27 janvier 2026 - par Intersyndicale - LÉNA-CGT

Lors de sa présentation des vœux à l’ensemble des communautés de l’École nationale supérieure des Beaux-Arts de Paris, son directeur a fait un certain nombre d’annonces qui ont cueilli à froid les participants, personnels comme étudiants.

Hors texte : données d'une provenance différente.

use super::*;

/// A metadata atom, a full atom whose children carry the item list. The handler reference of a
/// tag bearing metadata atom declares the `mdir` handler, one that lacks it is repaired when the
/// tag is first written.
#[derive(Clone, Debug, Default, Eq, PartialEq)]
pub struct Meta {
    pub hdlr: Option<Hdlr>,
    pub ilst: Option<Ilst>,
}

impl Atom for Meta {
    const FOURCC: Fourcc = METADATA;
}

fn check_version(version: u8) -> crate::Result<()> {
    if version != 0 {
        return Err(crate::Error::new(
            ErrorKind::UnknownVersion(version),
            "Unknown metadata (meta) version",
        ));
    }
    Ok(())
}

impl ParseAtom for Meta {
    fn parse_atom(
        reader: &mut (impl Read + Seek),
        cfg: &ParseConfig<'_>,
        size: Size,
    ) -> crate::Result<Self> {
        let (version, _) = parse_full_head(reader)?;
        check_version(version)?;

        let mut meta = Self::default();
        let mut cfg = cfg.clone();

        parse_children(reader, size, Self::FOURCC, 4, |reader, head| {
            match head.fourcc() {
                HANDLER_REFERENCE => {
                    let hdlr = Hdlr::parse(reader, &cfg, head.size())?;
                    if let Some(handler) = hdlr.handler_type() {
                        cfg = cfg.with_handler(handler);
                    }
                    meta.hdlr = Some(hdlr);
                }
                ITEM_LIST => meta.ilst = Some(Ilst::parse(reader, &cfg, head.size())?),
                _ => return Ok(false),
            }
            Ok(true)
        })?;

        Ok(meta)
    }
}

impl WriteAtom for Meta {
    fn write_atom(&self, writer: &mut impl Write) -> crate::Result<()> {
        self.write_head(writer)?;
        write_full_head(writer, 0, [0; 3])?;
        if let Some(a) = &self.hdlr {
            a.write(writer)?;
        }
        if let Some(a) = &self.ilst {
            a.write(writer)?;
        }
        Ok(())
    }

    fn size(&self) -> Size {
        let content_len = self.hdlr.len_or_zero() + self.ilst.len_or_zero();
        Size::from(content_len + 4)
    }
}

pub struct MetaBounds {
    pub bounds: AtomBounds,
    pub hdlr: Option<AtomBounds>,
    pub ilst: Option<AtomBounds>,
}

impl Deref for MetaBounds {
    type Target = AtomBounds;

    fn deref(&self) -> &Self::Target {
        &self.bounds
    }
}

impl FindAtom for Meta {
    type Bounds = MetaBounds;

    fn find_atom(reader: &mut (impl Read + Seek), size: Size) -> crate::Result<Self::Bounds> {
        let (version, _) = parse_full_head(reader)?;
        check_version(version)?;

        let mut hdlr = None;
        let mut ilst = None;

        let bounds = parse_children(reader, size, Self::FOURCC, 4, |reader, head| {
            match head.fourcc() {
                HANDLER_REFERENCE => hdlr = Some(Hdlr::find(reader, head.size())?),
                ITEM_LIST => {
                    let b = find_bounds(reader, head.size(), ITEM_LIST)?;
                    seek_to_end(reader, &b)?;
                    ilst = Some(b);
                }
                _ => return Ok(false),
            }
            Ok(true)
        })?;

        Ok(Self::Bounds { bounds, hdlr, ilst })
    }
}
use super::*;

#[derive(Clone, Debug, Default, Eq, PartialEq)]
pub struct Dref {
    pub url: Option<Url>,
}

impl Atom for Dref {
    const FOURCC: Fourcc = DATA_REFERENCE;
}

impl ParseAtom for Dref {
    fn parse_atom(
        reader: &mut (impl Read + Seek),
        cfg: &ParseConfig<'_>,
        size: Size,
    ) -> crate::Result<Self> {
        let (version, _) = parse_full_head(reader)?;

        if version != 0 {
            return Err(crate::Error::new(
                ErrorKind::UnknownVersion(version),
                "Unknown data reference (dref) version",
            ));
        }

        reader.skip(4)?; // number of entries

        let mut dref = Self::default();

        parse_children(reader, size, Self::FOURCC, 8, |reader, head| {
            match head.fourcc() {
                URL => dref.url = Some(Url::parse(reader, cfg, head.size())?),
                _ => return Ok(false),
            }
            Ok(true)
        })?;

        Ok(dref)
    }
}
//! A metadata item can either have a plain fourcc as it's identifier:
//! **** (any fourcc)
//! └─ data
//!
//! Or it can contain a mean and name children atom which make up the identifier.
//! ---- (freeform fourcc)
//! ├─ mean
//! ├─ name
//! └─ data
use super::*;

/// A struct representing a metadata item, containing data that is associated with an identifier.
#[derive(Clone, Debug, Eq, PartialEq)]
pub struct MetaItem {
    /// The identifier of the atom.
    pub ident: DataIdent,
    /// The data contained in the atom.
    pub data: Vec<Data>,
}

impl MetaItem {
    /// Creates a metadata item with the identifier and data.
    pub const fn new(ident: DataIdent, data: Vec<Data>) -> Self {
        Self { ident, data }
    }

    /// Returns the external length of the atom in bytes.
    pub fn len(&self) -> u64 {
        let data_len: u64 = self.data.iter().map(Data::len).sum();

        match &self.ident {
            DataIdent::Fourcc(_) => 8 + data_len,
            DataIdent::Freeform { mean, name } => {
                8 + info_atom_len(mean) + info_atom_len(name) + data_len
            }
        }
    }

    pub(crate) fn parse(
        reader: &mut (impl Read + Seek),
        cfg: &ParseConfig<'_>,
        head: Head,
    ) -> crate::Result<Self> {
        let mut data = Vec::new();
        let mut mean: Option<String> = None;
        let mut name: Option<String> = None;

        parse_children(reader, head.size(), head.fourcc(), 0, |reader, child| {
            match child.fourcc() {
                DATA => data.push(Data::parse(reader, cfg, child.size())?),
                MEAN => mean = Some(parse_info_atom(reader, child, "mean")?),
                NAME => name = Some(parse_info_atom(reader, child, "name")?),
                _ => return Ok(false),
            }
            Ok(true)
        })?;

        let ident = match (head.fourcc(), mean, name) {
            (FREEFORM, Some(mean), Some(name)) => DataIdent::Freeform { mean, name },
            (fourcc, _, _) => DataIdent::Fourcc(fourcc),
        };

        Ok(Self { ident, data })
    }

    /// Attempts to write the metadata item to the writer.
    pub(crate) fn write(&self, writer: &mut impl Write) -> crate::Result<()> {
        writer.write_u32::<BigEndian>(self.len() as u32)?;

        match &self.ident {
            DataIdent::Fourcc(ident) => writer.write_all(ident.deref())?,
            DataIdent::Freeform { mean, name } => {
                writer.write_all(FREEFORM.deref())?;
                write_info_atom(writer, MEAN, mean)?;
                write_info_atom(writer, NAME, name)?;
            }
        }

        for d in self.data.iter() {
            d.write(writer)?;
        }

        Ok(())
    }
}

/// The serialized length of a freeform information atom (`mean` or `name`): head, full head and
/// one latin-1 byte per code point.
fn info_atom_len(text: &str) -> u64 {
    12 + text.chars().count() as u64
}

/// Parses the latin-1 text of a freeform information atom (`mean` or `name`).
fn parse_info_atom(
    reader: &mut (impl Read + Seek),
    head: Head,
    kind: &str,
) -> crate::Result<String> {
    let (version, _) = parse_full_head(reader)?;
    if version != 0 {
        return Err(crate::Error::new(
            ErrorKind::UnknownVersion(version),
            format!("Error reading {kind} atom ({kind})"),
        ));
    }

    reader.read_latin1(head.content_len() - 4)
}

/// Writes a freeform information atom (`mean` or `name`).
fn write_info_atom(writer: &mut impl Write, fourcc: Fourcc, text: &str) -> crate::Result<()> {
    writer.write_u32::<BigEndian>(info_atom_len(text) as u32)?;
    writer.write_all(&*fourcc)?;
    writer.write_all(&[0; 4])?;
    writer.write_latin1(text)?;
    Ok(())
}
//! Audio sample entry
//!
//! ```md
//! 6 bytes reserved
//! 2 bytes data reference index
//! 8 bytes version, revision and vendor
//! 2 bytes channel count
//! 2 bytes sample size
//! 4 bytes compression id and packet size
//! 4 bytes sample rate (16.16 fixed point)
//! │
//! └─ esds atom (mp4a entries)
//!    4 bytes len
//!    4 bytes ident
//!    1 byte version
//!    3 bytes flags
//!    │
//!    └─ elementary stream descriptor
//!       1 byte tag (0x03)
//!       1~4 bytes len
//!       2 bytes id
//!       1 byte flag
//!       │
//!       ├─ decoder config descriptor
//!       │  1 byte tag (0x04)
//!       │  1~4 bytes len
//!       │  1 byte object type indication
//!       │  1 byte stream type
//!       │  3 bytes buffer size
//!       │  4 bytes maximum bitrate
//!       │  4 bytes average bitrate
//!       │
//!       └─ sl config descriptor
//!          1 byte tag (0x06)
//!          1~4 bytes len
//! ```
use super::*;

/// Elementary stream descriptor tag.
const ELEMENTARY_STREAM_DESCRIPTOR: u8 = 0x03;
/// Decoder config descriptor tag.
const DECODER_CONFIG_DESCRIPTOR: u8 = 0x04;

/// The fields of an audio sample entry inside the sample description, chosen for every entry
/// below a `soun` or `alis` handler.
#[derive(Clone, Debug, Default, Eq, PartialEq)]
pub struct AudioSampleEntry {
    /// The sample entry identifier (`mp4a`, `alac`, ...).
    pub entry_type: Fourcc,
    pub data_reference_index: u16,
    pub channel_count: u16,
    /// The sample size in bits.
    pub sample_size: u16,
    /// The sample rate in Hz, the integer part of the 16.16 fixed point field.
    pub sample_rate: u32,
    pub max_bitrate: Option<u32>,
    pub avg_bitrate: Option<u32>,
}

impl AudioSampleEntry {
    /// Parses an audio sample entry whose head was just read. Bitrates are decoded from the
    /// elementary stream descriptor of `mp4a` entries, errors inside the descriptor hierarchy
    /// propagate.
    pub fn parse(reader: &mut (impl Read + Seek), head: Head) -> crate::Result<Self> {
        let bounds = find_bounds(reader, head.size(), head.fourcc())?;
        let mut entry = Self { entry_type: head.fourcc(), ..Self::default() };

        reader.skip(6)?; // reserved
        entry.data_reference_index = reader.read_u16::<BigEndian>()?;
        reader.skip(8)?; // version, revision, vendor
        entry.channel_count = reader.read_u16::<BigEndian>()?;
        entry.sample_size = reader.read_u16::<BigEndian>()?;
        reader.skip(4)?; // compression id, packet size
        let fixed_rate = reader.read_u32::<BigEndian>()?;
        entry.sample_rate = fixed_rate >> 16;

        if head.fourcc() == MP4_AUDIO {
            let esds = parse_head(reader)?;
            if esds.fourcc() != ELEMENTARY_STREAM_DESCRIPTION {
                return Err(crate::Error::new(
                    ErrorKind::AtomNotFound(ELEMENTARY_STREAM_DESCRIPTION),
                    "Missing esds atom",
                ));
            }
            parse_esds(reader, &mut entry)?;
        }

        seek_to_end(reader, &bounds)?;

        Ok(entry)
    }
}

fn parse_esds(reader: &mut (impl Read + Seek), entry: &mut AudioSampleEntry) -> crate::Result<()> {
    let (version, _) = parse_full_head(reader)?;

    if version != 0 {
        return Err(crate::Error::new(
            ErrorKind::UnknownVersion(version),
            "Unknown elementary stream description (esds) version",
        ));
    }

    let (tag, _, _) = parse_desc_head(reader)?;
    if tag != ELEMENTARY_STREAM_DESCRIPTOR {
        return Err(crate::Error::new(
            ErrorKind::DescriptorNotFound(ELEMENTARY_STREAM_DESCRIPTOR),
            "Missing elementary stream descriptor",
        ));
    }

    reader.skip(3)?; // elementary stream id, stream priority

    let (tag, _, _) = parse_desc_head(reader)?;
    if tag != DECODER_CONFIG_DESCRIPTOR {
        return Err(crate::Error::new(
            ErrorKind::DescriptorNotFound(DECODER_CONFIG_DESCRIPTOR),
            "Missing decoder config descriptor",
        ));
    }

    reader.skip(5)?; // object type indication, stream type, buffer size
    entry.max_bitrate = Some(reader.read_u32::<BigEndian>()?);
    entry.avg_bitrate = Some(reader.read_u32::<BigEndian>()?);

    Ok(())
}

/// Attempts to parse a descriptor head: a 1 byte tag and a length stored in 1 to 4 bytes of
/// which the lower 7 bits carry the value and the high bit marks a continuation.
fn parse_desc_head(reader: &mut impl Read) -> crate::Result<(u8, u64, u64)> {
    let tag = reader.read_u8()?;

    let mut head_len = 1;
    let mut len: u64 = 0;
    while head_len < 5 {
        let b = reader.read_u8()?;
        len = (len << 7) | (b & 0x7F) as u64;
        head_len += 1;
        if b & 0x80 == 0 {
            break;
        }
    }

    Ok((tag, head_len, len))
}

  • Ouverture du site entier au public : Alors que la France est réglementairement toujours en niveau Vigipirate « Urgence attentat », que le site de Saint-Germain connaît de graves désordres bâtimentaires que les frontières entre les espaces publics (d’exposition par exemple) et les espaces professionnels sont particulièrement poreuses et posent de réelles difficultés de sécurisation, le directeur a décidé que désormais le site serait ouvert à tous, consigne ayant été donnée aux agents de sécurité de simplement vérifier les sacs.
  • Réduction des expositions de travaux d’étudiants et suppression des ateliers ouverts :
    Alors que nous sommes une école nationale supérieure d’art, le directeur a annoncé la suppression de temps forts de la vie de l’école qui permettent chaque année à plusieurs milliers de personnes de découvrir les travaux des étudiants in situ : l’exposition des Félicités, Crush et des Ateliers ouverts. A cela s’ajoute la suppression de plusieurs séminaires (les diagonales).
  • Organisation d’expositions permanentes des collections patrimoniales :
    Le directeur a décidé de faire de la salle Foch un espace d’exposition permanente pour les collections patrimoniales. Bien qu’attendu, ce projet va devoir se déployer dans un contexte où les équipes des services des collections et des expositions sont sous dimensionnées et déjà surchargées, fortement mobilisées par les déménagements.
  • Des mètres carrés supplémentaires sur le site de Saint-Ouen :
    Le directeur annonce avoir obtenu 1500 m2 supplémentaires pour le site Saint-Ouen mais n’a rien dit du budget nécessaire pour aménager ces nouveaux espaces. Nous rappelons en outre que nous sommes en période d’élections municipales pouvant remettre en cause des engagements.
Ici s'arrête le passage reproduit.